Note: This situation happened at GP Detroit and led to discussion on the L4-list so as to provide an [O]fficial answer as to how to handle it more easily.
AP controls Blinkmoth Nexus and three Darksteel Citadels. He then:
- Plays a second Blinkmoth Nexus,
- Taps two Darksteel Citadels to cast Cranial Plating,
- Taps one of the two Blinkmoth Nexus to animate the other one,
- Equips it with using the last Darksteel Citadel,
- Proceeds to combat and attacks with the Equipped Nexus.
At that point, NAP calls the judge to indicate that AP animated and equipped the Nexus (s)he played this turn, and it therefore has Summoning Sickness.
This is the kind of investigation that is very hard to conduct, as it is basically a “He said/She said” scenario: AP claims he did not make the mistake while NAP claims that since it was his sole chance to not lose this game, he was especially focused on checking which Nexus was which.
Obviously, none of these claims was verifiable information so that wasn’t really helping.
In the end, having to make a decision, I chose AP was correct, mostly because I could not find evidence he was not. Note that this does not mean that I believe NAP was lying either: Since they both mentioned AP somehow rearranged his lands when choosing how to tap mana to perform the actions, there may have been genuine confusion.
The [O]fficial ruling
When two identical permanents are on the battlefield and there are non-visible differences between them, if a player needs to know which is which, they need to ask for clarification.
Non-viible differences follows the logic of Missed Trigger’s “triggered ability that affects the game state in non-visible ways“: There are, game-wise, differences between both permanents but this isn’t reflected in a visible way. For instance:
- One of the Nexus has a +1/+1 counter or a permanent attached to it and the other doesn’t: There is game-wise a visible difference.
- One of the Nexus gained +2/+2 or trample and the other didn’t: There is no visible difference.
Differences in languages or expansions or version is not taken into account, as this is not game-related.

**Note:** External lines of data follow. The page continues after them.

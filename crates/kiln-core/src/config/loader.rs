//! Configuration loader for YAML files and environment overrides
//!
//! Values are read once at startup. Environment variables take precedence over
//! the file so a deployment can adjust deadlines without editing YAML.

use crate::config::types::KilnConfig;
use crate::errors::KilnError;
use std::env;
use std::path::Path;
use tokio::fs;

pub const ENV_COMPILER: &str = "KILN_COMPILER";
pub const ENV_COMPILE_TIMEOUT: &str = "KILN_COMPILE_TIMEOUT_SECS";
pub const ENV_RUN_TIMEOUT: &str = "KILN_RUN_TIMEOUT_SECS";
pub const ENV_MAX_CONCURRENT: &str = "KILN_MAX_CONCURRENT";

/// Configuration loader with environment resolution
pub struct ConfigLoader;

impl ConfigLoader {
    /// Load configuration from a YAML file
    pub async fn from_file<P: AsRef<Path>>(path: P) -> Result<KilnConfig, KilnError> {
        let path = path.as_ref();

        let content = fs::read_to_string(path).await.map_err(|e| {
            KilnError::ConfigError(format!(
                "Failed to read config file {}: {}",
                path.display(),
                e
            ))
        })?;

        Self::from_str(&content)
    }

    /// Load the file if it exists, otherwise start from defaults.
    pub async fn from_file_or_default<P: AsRef<Path>>(path: P) -> Result<KilnConfig, KilnError> {
        let path = path.as_ref();
        if fs::try_exists(path).await.unwrap_or(false) {
            log::info!("Loading configuration from file: {}", path.display());
            Self::from_file(path).await
        } else {
            log::info!(
                "Configuration file {} not found, using defaults",
                path.display()
            );
            Self::from_str("")
        }
    }

    /// Load configuration from a YAML string
    pub fn from_str(content: &str) -> Result<KilnConfig, KilnError> {
        let mut config: KilnConfig = if content.trim().is_empty() {
            KilnConfig::default()
        } else {
            serde_yaml::from_str(content)?
        };

        Self::apply_env_overrides(&mut config)?;
        config.validate()?;

        Ok(config)
    }

    fn apply_env_overrides(config: &mut KilnConfig) -> Result<(), KilnError> {
        if let Ok(compiler) = env::var(ENV_COMPILER) {
            if !compiler.trim().is_empty() {
                log::debug!("Compiler overridden by {}: {}", ENV_COMPILER, compiler);
                config.toolchain.compiler = compiler;
            }
        }

        if let Some(secs) = Self::env_number::<u64>(ENV_COMPILE_TIMEOUT)? {
            config.limits.compile_timeout_secs = secs;
        }

        if let Some(secs) = Self::env_number::<u64>(ENV_RUN_TIMEOUT)? {
            config.limits.run_timeout_secs = secs;
        }

        if let Some(max) = Self::env_number::<usize>(ENV_MAX_CONCURRENT)? {
            config.limits.max_concurrent = max;
        }

        Ok(())
    }

    fn env_number<T: std::str::FromStr>(key: &str) -> Result<Option<T>, KilnError> {
        match env::var(key) {
            Ok(raw) => raw.trim().parse::<T>().map(Some).map_err(|_| {
                KilnError::ConfigError(format!("{} must be a non-negative integer, got '{}'", key, raw))
            }),
            Err(_) => Ok(None),
        }
    }
}
//! Errors raised while interpreting wire values.

use thiserror::Error;

/// Errors produced when converting untyped input into kiln types.
#[derive(Error, Debug, Clone, PartialEq, Eq)]
pub enum TypesError {
    /// The event kind string is not one of the known kinds.
    #[error("Unknown event kind '{0}' (expected one of: system, stdout, stderr, error, exit)")]
    UnknownEventKind(String),
}
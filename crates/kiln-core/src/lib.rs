//! Compile-and-run pipeline for submitted C programs.
//!
//! A request carries source text. The pipeline writes it into a fresh
//! workspace, invokes a fixed external toolchain, runs the resulting binary
//! under a deadline, and streams every line it produces as a correlated
//! [`OutputEvent`](kiln_types::OutputEvent) through a single relay.
//!
//! # Architecture Overview
//!
//! - **Coordinator**: drives one session through its state machine and maps every outcome to a result
//! - **Executors**: process supervision shared by the compile and run phases
//! - **Relay**: ordered, buffered delivery of events to at most one consumer
//! - **Workspace**: scoped temporary directories released on every exit path
//! - **Configuration**: YAML file with defaults and environment overrides

pub mod config;
pub mod coordinator;
pub mod errors;
pub mod executors;
pub mod relay;
pub mod session;
pub mod workspace;

pub use config::*;
pub use coordinator::ExecutionCoordinator;
pub use errors::{ExecutionError, KilnError};
pub use executors::{Compiler, Runner};
pub use relay::{EventConsumer, OutputRelay};
pub use session::{CorrelationIdGenerator, ExecutionSession, SessionState, Trigger};
pub use workspace::{Workspace, WorkspaceManager};

pub use kiln_types;
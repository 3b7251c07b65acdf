//! The TOML v1.0.0 parser.
//!
//! A single-pass, byte-position-tracking parser. Scanning primitives skip
//! trivia (whitespace, comments, newlines), lexical parsers produce keys and
//! scalar values, and the structural parser assembles the document tree while
//! a definition ledger enforces the semantic rules: no path is assigned
//! twice, tables are not redefined, implicitly created tables keep their
//! provenance, and inline tables are closed to later extension.
//!
//! Errors carry a byte offset into the original input; see [`Error`].
//!
//! Most users should call [`crate::parse`] instead of using this module
//! directly.

use crate::datetime::{self, Datetime};
use crate::map::Table;
use crate::value::Value;
use crate::{Error, Result};
use indexmap::IndexMap;

/// Parses a complete TOML document into a `Value::Table`.
pub(crate) fn parse_document(input: &str) -> Result<Value> {
    let mut parser = Parser::new(input);
    let mut root = Table::new();

    // Key/value pairs before the first table header belong to the root.
    parser.parse_body(&mut root, &[])?;

    loop {
        parser.skip_ws_and_comment()?;
        if parser.at_end() {
            break;
        }
        if parser.peek() != Some(b'[') {
            return Err(Error::parse("expected a table header", parser.pos));
        }
        let header_start = parser.pos;
        let is_array = parser.peek_at(1) == Some(b'[');
        let path = parser.parse_header_path(is_array)?;
        parser.skip_ws_and_comment()?;
        if !parser.at_end() && !parser.skip_newline() {
            return Err(Error::parse(
                "a line break is required after a table header",
                parser.pos,
            ));
        }
        if is_array {
            parser.ledger.open_array_header(&path, header_start)?;
            let target = open_array_element(&mut root, &path, header_start)?;
            parser.parse_body(target, &path)?;
        } else {
            parser.ledger.open_header(&path, header_start)?;
            let target = open_table(&mut root, &path, header_start)?;
            parser.parse_body(target, &path)?;
        }
    }

    Ok(Value::Table(root))
}

struct Parser<'a> {
    text: &'a str,
    bytes: &'a [u8],
    pos: usize,
    ledger: LedgerNode,
}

Investigations like this almost never rely on factual elements. They’re actually very close to miscommunication, which are the hardest rulings to make since making a decision is tough and usually leaves a bitter taste in one of the player’s mouth.
In this specific situation, it is obvious that AP wants to animate the Blinkmoth Nexus that doesn’t have summoning sickness. It is so obvious that he doesn’t feel the need to mention it clearly and as such would be unreasonable to expect that he specifically does. That’s why the judge should assume as a default that he did animate the “correct” Nexus.
It can be argued that AP may actually be genuinely confused as to which permanent is which and NAP could be misled up to the point that, by the time (s)he realizes there is confusion (in this situation when a Nexus attacks), (s)he cannot efficiently respond.
In this case, NAP should have asked at some point which permanent is which. The earliest opportunity is when the “Animating Nexus” ability is on the stack but NAP can wait until the most favorable moment to them if they wish.
This is philosophically identical to the fact a player needs to ask the opponent whether a certain Triggered ability is on the stack or not if they need to know to optimize a play.
In a word, NAP cannot assume what’s the most favorable outcome, they need to clarify if they need the information to make an optimal sequence of plays.